use core::fmt;
use core::str::FromStr;
use serde::{Deserialize, Serialize};

use crate::*;

/// The three fixed board presets.
#[derive(Copy, Clone, Debug, Default, PartialEq, Eq, Serialize, Deserialize)]
#[serde(rename_all = "lowercase")]
pub enum Difficulty {
    #[default]
    Easy,
    Medium,
    Hard,
}

impl Difficulty {
    pub const ALL: [Difficulty; 3] = [Self::Easy, Self::Medium, Self::Hard];

    pub const fn config(self) -> BoardConfig {
        match self {
            Self::Easy => BoardConfig::new_unchecked((8, 8), 10),
            Self::Medium => BoardConfig::new_unchecked((16, 16), 40),
            Self::Hard => BoardConfig::new_unchecked((16, 30), 99),
        }
    }

    pub const fn name(self) -> &'static str {
        match self {
            Self::Easy => "easy",
            Self::Medium => "medium",
            Self::Hard => "hard",
        }
    }
}

impl fmt::Display for Difficulty {
    fn fmt(&self, f: &mut fmt::Formatter<'_>) -> fmt::Result {
        f.write_str(self.name())
    }
}

impl FromStr for Difficulty {
    type Err = GameError;

    fn from_str(s: &str) -> Result<Self> {
        Self::ALL
            .into_iter()
            .find(|difficulty| difficulty.name().eq_ignore_ascii_case(s.trim()))
            .ok_or(GameError::UnknownDifficulty)
    }
}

» Exercise aim: The material above needs to be reproduced exactly as written.

» Solution to the problem:
use core::fmt;
use core::str::FromStr;
use serde::{Deserialize, Serialize};

use crate::*;

/// The three fixed board presets.
#[derive(Copy, Clone, Debug, Default, PartialEq, Eq, Serialize, Deserialize)]
#[serde(rename_all = "lowercase")]
pub enum Difficulty {
    #[default]
    Easy,
    Medium,
    Hard,
}

impl Difficulty {
    pub const ALL: [Difficulty; 3] = [Self::Easy, Self::Medium, Self::Hard];

    pub const fn config(self) -> BoardConfig {
        match self {
            Self::Easy => BoardConfig::new_unchecked((8, 8), 10),
            Self::Medium => BoardConfig::new_unchecked((16, 16), 40),
            Self::Hard => BoardConfig::new_unchecked((16, 30), 99),
        }
    }

    pub const fn name(self) -> &'static str {
        match self {
            Self::Easy => "easy",
            Self::Medium => "medium",
            Self::Hard => "hard",
        }
    }
}

impl fmt::Display for Difficulty {
    fn fmt(&self, f: &mut fmt::Formatter<'_>) -> fmt::Result {
        f.write_str(self.name())
    }
}

impl FromStr for Difficulty {
    type Err = GameError;

    fn from_str(s: &str) -> Result<Self> {
        Self::ALL
            .into_iter()
            .find(|difficulty| difficulty.name().eq_ignore_ascii_case(s.trim()))
            .ok_or(GameError::UnknownDifficulty)
    }
}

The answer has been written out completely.